**Requirement**
Look through the records and copy each line with the string "navigate" in it.

**Materials provided**
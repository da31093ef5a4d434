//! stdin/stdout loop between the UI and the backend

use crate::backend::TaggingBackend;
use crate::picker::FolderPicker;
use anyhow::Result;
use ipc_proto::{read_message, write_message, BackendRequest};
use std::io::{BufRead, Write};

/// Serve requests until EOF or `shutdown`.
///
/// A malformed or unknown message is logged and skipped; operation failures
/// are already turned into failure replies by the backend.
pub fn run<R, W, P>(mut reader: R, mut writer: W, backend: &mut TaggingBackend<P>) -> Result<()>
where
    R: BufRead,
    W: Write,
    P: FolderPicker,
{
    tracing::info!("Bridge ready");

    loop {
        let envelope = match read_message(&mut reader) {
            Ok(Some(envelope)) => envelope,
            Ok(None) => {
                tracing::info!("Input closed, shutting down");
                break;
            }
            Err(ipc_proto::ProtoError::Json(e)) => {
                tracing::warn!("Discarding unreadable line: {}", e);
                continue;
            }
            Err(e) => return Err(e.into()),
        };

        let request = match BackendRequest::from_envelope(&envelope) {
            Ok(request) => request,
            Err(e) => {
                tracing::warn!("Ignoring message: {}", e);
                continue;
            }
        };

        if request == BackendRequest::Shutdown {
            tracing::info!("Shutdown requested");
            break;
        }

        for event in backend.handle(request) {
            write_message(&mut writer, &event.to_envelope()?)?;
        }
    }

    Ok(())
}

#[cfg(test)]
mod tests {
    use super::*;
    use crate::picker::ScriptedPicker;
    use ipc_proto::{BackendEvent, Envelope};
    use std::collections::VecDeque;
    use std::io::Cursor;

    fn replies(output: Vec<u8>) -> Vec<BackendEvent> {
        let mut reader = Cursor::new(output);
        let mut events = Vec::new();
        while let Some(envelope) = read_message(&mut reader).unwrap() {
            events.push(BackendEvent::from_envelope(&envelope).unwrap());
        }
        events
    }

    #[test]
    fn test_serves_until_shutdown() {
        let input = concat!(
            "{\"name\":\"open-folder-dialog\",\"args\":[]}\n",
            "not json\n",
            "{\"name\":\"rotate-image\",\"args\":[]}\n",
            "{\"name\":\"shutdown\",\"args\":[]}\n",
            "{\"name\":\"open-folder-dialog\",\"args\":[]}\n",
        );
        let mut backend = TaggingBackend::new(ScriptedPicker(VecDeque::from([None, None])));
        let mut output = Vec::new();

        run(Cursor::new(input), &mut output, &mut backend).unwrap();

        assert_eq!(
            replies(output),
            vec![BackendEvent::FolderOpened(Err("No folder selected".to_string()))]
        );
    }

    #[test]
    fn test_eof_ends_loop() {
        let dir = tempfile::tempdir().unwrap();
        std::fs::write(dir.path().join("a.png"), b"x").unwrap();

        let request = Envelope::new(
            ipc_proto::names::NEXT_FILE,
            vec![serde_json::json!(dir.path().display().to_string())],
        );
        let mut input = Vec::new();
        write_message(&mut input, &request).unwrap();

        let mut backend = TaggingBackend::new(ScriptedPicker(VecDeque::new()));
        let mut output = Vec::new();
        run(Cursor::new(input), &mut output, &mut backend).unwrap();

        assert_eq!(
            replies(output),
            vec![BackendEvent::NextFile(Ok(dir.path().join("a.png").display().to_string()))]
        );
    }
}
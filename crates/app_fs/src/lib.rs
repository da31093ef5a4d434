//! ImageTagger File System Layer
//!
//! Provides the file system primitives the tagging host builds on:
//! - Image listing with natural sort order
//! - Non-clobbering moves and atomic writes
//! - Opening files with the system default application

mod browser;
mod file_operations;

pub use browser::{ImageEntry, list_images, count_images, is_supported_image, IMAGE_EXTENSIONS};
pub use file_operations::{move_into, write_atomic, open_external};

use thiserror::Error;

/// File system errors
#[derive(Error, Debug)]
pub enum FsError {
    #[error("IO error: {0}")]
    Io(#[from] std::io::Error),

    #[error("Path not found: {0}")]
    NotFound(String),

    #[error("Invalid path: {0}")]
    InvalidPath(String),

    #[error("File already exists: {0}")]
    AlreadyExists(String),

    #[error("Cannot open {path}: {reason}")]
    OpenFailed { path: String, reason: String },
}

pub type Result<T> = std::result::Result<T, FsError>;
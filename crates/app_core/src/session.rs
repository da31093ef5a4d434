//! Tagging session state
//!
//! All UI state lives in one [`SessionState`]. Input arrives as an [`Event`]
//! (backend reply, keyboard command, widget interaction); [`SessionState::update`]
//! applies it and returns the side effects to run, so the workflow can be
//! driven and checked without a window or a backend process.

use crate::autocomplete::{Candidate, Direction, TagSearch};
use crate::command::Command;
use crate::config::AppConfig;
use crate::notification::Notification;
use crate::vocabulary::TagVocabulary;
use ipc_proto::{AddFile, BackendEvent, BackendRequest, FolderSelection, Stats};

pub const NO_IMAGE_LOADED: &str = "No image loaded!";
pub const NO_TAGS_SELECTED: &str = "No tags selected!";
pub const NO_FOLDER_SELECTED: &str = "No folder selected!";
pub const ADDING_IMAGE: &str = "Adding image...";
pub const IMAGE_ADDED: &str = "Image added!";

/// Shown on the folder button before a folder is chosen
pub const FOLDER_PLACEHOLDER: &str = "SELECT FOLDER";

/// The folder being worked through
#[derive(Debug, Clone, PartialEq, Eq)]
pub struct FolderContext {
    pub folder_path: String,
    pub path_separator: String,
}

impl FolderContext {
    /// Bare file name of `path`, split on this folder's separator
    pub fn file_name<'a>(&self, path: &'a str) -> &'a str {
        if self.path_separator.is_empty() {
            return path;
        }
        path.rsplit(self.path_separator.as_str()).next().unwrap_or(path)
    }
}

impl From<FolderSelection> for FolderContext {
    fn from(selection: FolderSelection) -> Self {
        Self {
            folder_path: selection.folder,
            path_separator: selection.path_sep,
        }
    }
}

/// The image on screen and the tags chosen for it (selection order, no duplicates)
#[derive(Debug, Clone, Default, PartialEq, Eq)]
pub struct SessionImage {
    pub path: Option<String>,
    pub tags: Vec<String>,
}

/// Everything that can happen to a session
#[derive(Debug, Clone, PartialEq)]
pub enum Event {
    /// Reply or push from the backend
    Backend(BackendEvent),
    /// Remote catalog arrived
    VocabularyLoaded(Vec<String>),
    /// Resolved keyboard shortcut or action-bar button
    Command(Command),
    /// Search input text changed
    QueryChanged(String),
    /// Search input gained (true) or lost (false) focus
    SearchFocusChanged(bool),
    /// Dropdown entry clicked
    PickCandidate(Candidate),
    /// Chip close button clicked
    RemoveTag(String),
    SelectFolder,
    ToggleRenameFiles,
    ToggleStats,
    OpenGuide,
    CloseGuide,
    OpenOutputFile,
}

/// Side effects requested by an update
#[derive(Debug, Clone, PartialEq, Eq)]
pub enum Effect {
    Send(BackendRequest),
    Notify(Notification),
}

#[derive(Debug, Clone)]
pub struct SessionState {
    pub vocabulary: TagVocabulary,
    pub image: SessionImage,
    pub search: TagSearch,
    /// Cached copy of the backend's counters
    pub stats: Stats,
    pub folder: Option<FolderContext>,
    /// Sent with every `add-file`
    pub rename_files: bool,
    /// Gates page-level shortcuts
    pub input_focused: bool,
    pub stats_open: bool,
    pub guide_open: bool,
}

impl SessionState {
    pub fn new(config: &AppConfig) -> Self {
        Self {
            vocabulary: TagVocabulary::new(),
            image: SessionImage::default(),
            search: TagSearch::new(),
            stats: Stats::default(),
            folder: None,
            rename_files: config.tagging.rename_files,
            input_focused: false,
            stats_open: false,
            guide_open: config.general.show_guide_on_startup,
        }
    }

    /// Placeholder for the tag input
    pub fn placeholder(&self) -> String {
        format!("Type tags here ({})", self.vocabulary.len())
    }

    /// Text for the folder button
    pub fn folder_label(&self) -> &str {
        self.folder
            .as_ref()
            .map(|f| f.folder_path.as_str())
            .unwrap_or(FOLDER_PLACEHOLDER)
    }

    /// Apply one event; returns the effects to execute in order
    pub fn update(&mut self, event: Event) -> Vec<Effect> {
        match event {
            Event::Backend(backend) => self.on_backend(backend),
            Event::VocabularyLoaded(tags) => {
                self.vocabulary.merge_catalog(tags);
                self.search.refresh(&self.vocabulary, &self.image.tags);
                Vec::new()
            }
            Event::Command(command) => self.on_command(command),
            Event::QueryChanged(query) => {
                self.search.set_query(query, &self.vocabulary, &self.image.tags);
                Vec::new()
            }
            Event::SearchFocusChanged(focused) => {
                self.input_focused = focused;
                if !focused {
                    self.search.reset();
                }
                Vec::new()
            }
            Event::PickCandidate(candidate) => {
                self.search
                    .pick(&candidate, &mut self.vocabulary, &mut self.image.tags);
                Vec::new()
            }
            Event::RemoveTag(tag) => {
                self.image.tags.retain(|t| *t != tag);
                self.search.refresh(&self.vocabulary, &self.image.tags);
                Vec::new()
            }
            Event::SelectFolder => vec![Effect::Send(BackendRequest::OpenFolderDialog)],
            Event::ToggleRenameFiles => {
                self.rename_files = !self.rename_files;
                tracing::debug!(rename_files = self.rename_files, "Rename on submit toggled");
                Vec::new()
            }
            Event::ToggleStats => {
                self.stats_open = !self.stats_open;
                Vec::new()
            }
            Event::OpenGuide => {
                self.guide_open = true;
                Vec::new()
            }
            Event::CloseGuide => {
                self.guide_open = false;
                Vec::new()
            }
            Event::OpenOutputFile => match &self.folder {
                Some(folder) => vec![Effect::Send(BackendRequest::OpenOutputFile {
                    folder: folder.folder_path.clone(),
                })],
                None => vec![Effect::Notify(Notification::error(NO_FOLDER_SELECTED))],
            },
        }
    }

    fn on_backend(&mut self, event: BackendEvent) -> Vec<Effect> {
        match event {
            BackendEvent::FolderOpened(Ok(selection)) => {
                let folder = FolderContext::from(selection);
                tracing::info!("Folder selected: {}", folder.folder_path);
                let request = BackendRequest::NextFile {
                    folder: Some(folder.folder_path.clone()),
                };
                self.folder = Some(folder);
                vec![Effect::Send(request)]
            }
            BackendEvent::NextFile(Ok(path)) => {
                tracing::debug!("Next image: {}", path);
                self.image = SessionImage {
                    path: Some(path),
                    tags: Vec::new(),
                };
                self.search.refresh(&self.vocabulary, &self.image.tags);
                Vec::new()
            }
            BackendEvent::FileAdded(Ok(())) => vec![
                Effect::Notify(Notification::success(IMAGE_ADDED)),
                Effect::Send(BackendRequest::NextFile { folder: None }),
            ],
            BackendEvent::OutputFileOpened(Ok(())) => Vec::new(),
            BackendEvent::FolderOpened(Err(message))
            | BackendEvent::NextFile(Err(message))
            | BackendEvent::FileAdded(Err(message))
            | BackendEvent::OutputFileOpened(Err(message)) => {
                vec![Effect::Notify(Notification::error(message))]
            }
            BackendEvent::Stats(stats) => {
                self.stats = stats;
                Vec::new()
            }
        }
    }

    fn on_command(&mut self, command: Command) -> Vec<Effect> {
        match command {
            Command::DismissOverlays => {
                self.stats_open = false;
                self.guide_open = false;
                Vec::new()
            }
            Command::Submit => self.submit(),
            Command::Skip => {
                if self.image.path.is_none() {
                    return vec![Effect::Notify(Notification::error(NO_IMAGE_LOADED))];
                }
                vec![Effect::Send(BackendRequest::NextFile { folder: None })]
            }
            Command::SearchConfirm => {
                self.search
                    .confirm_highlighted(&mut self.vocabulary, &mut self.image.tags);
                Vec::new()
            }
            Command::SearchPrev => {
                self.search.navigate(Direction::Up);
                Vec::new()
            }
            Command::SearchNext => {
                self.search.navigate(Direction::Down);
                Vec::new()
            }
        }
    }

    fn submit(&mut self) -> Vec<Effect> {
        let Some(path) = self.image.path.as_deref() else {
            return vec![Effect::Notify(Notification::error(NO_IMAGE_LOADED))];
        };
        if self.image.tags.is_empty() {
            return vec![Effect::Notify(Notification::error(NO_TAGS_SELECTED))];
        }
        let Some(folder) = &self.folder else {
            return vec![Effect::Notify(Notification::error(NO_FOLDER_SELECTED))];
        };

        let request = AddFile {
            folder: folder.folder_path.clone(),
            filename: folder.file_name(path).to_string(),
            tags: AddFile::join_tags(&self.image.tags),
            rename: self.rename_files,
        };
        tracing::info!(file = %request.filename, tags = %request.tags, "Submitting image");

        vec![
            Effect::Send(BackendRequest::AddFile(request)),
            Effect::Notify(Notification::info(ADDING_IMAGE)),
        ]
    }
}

**Response to this exercise**
                self.search.navigate(Direction::Up);
                self.search.navigate(Direction::Down);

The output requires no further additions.